▶ _GIVEN DATA_
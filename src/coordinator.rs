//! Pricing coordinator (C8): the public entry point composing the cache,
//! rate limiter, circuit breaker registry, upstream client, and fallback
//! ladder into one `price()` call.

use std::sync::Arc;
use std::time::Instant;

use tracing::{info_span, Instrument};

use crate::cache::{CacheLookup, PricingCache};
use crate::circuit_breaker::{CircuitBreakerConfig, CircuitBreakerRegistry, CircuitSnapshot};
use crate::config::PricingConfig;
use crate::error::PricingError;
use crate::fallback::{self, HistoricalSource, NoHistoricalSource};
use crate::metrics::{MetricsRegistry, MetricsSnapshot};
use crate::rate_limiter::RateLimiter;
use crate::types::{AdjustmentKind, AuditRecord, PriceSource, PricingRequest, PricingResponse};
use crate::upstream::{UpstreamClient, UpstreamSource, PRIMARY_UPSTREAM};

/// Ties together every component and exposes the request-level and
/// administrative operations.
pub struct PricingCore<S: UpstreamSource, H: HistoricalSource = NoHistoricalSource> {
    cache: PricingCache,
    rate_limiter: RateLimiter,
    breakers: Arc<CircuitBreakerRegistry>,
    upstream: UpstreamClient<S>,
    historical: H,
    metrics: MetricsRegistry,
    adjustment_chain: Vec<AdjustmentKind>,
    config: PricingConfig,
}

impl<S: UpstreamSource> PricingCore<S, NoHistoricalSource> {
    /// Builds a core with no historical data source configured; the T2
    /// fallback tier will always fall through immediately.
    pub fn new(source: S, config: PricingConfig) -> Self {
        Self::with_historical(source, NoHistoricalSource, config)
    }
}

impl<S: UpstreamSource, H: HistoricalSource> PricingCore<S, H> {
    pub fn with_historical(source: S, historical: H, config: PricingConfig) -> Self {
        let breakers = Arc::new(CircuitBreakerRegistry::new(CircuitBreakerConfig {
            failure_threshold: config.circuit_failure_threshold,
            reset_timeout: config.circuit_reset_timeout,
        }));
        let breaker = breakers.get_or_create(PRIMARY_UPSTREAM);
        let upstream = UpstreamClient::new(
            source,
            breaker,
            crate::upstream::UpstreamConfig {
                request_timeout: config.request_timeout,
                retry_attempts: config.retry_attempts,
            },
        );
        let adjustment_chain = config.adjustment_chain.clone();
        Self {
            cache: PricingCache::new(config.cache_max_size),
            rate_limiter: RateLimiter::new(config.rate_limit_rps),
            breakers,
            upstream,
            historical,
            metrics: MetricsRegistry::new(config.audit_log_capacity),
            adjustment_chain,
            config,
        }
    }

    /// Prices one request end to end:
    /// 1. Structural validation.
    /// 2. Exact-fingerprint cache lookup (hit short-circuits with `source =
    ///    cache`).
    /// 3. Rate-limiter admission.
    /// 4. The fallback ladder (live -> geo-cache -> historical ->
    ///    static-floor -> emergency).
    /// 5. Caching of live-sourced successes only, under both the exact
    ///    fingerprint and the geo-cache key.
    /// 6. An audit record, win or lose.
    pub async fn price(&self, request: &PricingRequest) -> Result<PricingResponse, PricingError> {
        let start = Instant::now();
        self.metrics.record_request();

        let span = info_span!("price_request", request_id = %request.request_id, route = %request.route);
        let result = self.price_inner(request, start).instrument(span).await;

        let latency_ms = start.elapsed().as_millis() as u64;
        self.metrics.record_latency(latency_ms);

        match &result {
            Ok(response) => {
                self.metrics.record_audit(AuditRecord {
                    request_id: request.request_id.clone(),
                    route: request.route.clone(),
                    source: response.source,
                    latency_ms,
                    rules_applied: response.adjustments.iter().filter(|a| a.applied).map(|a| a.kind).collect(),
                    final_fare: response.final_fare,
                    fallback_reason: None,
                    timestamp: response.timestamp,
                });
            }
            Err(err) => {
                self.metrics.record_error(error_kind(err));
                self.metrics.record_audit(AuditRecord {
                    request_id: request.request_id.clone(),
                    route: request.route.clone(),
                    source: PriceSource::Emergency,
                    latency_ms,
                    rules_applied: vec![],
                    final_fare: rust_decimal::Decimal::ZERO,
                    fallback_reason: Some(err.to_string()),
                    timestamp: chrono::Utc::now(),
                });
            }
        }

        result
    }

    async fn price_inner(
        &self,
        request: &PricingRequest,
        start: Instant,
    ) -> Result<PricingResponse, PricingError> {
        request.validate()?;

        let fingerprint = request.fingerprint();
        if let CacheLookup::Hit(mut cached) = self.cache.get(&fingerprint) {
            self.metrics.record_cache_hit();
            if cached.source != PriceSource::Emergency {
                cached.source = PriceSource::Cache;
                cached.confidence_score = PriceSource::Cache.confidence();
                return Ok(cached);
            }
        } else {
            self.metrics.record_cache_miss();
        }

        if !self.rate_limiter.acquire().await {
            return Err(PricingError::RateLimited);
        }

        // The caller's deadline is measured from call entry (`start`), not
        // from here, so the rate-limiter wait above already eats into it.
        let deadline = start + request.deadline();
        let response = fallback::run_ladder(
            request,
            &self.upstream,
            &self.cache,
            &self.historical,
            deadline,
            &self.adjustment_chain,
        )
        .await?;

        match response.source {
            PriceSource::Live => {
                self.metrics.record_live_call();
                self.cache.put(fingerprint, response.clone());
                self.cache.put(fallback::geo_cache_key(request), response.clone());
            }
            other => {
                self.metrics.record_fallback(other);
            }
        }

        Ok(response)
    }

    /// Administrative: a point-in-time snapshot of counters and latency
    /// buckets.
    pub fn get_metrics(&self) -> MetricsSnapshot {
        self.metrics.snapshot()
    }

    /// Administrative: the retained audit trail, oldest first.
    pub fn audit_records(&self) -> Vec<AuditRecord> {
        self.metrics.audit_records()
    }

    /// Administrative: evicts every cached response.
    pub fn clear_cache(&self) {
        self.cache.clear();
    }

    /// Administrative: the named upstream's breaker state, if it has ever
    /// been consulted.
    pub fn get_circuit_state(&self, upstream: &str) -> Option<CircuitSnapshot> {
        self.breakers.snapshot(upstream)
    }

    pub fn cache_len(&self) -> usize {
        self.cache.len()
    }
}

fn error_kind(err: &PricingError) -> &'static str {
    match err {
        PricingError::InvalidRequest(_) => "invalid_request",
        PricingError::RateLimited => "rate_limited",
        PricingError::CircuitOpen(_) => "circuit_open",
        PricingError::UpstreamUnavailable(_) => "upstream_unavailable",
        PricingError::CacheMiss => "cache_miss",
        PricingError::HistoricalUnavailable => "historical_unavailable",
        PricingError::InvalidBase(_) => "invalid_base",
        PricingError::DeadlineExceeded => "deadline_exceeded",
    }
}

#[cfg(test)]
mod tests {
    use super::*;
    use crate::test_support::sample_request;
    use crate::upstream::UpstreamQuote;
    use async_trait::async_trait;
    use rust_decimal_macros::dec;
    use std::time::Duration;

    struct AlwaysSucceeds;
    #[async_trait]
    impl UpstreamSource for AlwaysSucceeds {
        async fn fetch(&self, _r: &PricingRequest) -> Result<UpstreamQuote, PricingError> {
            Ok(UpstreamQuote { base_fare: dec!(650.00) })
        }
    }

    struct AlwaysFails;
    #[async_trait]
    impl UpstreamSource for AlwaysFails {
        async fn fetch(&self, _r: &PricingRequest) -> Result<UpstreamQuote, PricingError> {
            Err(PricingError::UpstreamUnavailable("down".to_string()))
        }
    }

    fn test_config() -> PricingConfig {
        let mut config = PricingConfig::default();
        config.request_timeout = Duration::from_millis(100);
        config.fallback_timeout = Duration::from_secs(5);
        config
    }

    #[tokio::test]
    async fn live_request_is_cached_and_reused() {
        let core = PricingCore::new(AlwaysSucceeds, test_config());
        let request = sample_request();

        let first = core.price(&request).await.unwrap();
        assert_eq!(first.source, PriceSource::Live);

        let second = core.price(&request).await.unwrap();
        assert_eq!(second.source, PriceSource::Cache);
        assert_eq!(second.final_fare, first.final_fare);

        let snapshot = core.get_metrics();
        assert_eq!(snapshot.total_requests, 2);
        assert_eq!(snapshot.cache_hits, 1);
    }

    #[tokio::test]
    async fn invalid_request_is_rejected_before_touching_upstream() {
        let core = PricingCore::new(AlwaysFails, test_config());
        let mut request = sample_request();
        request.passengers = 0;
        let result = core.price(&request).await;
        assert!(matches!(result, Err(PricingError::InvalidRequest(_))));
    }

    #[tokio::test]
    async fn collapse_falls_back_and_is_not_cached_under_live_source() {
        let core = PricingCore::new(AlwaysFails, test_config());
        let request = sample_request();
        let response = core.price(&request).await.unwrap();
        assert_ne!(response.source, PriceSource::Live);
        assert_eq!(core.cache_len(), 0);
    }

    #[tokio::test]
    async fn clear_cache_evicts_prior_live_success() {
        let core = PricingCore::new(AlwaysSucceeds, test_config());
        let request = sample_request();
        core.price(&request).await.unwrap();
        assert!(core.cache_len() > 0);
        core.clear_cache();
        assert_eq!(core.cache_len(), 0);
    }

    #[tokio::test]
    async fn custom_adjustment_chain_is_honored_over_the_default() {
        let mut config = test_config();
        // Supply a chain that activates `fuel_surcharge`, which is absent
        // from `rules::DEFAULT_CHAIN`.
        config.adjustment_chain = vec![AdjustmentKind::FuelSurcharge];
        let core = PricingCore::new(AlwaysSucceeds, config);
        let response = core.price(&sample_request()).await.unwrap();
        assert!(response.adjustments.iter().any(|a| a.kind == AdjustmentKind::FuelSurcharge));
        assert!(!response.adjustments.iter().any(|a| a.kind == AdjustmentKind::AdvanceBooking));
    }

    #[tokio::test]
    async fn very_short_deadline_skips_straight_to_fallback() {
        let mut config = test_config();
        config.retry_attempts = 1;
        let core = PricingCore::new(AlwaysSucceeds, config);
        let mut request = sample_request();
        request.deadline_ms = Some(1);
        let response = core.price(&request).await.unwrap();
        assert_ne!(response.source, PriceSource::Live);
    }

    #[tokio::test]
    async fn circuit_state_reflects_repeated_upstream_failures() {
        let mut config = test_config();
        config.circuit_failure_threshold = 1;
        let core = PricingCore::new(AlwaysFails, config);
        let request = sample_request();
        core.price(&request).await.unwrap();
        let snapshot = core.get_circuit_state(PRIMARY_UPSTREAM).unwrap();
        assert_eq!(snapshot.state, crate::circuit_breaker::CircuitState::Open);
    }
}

▶ _EXERCISE INSTRUCTIONS_
All lines of the material that contain the word "second" should be listed.

▶ _REPLY_
        let second = core.price(&request).await.unwrap();
        assert_eq!(second.source, PriceSource::Cache);
        assert_eq!(second.final_fare, first.final_fare);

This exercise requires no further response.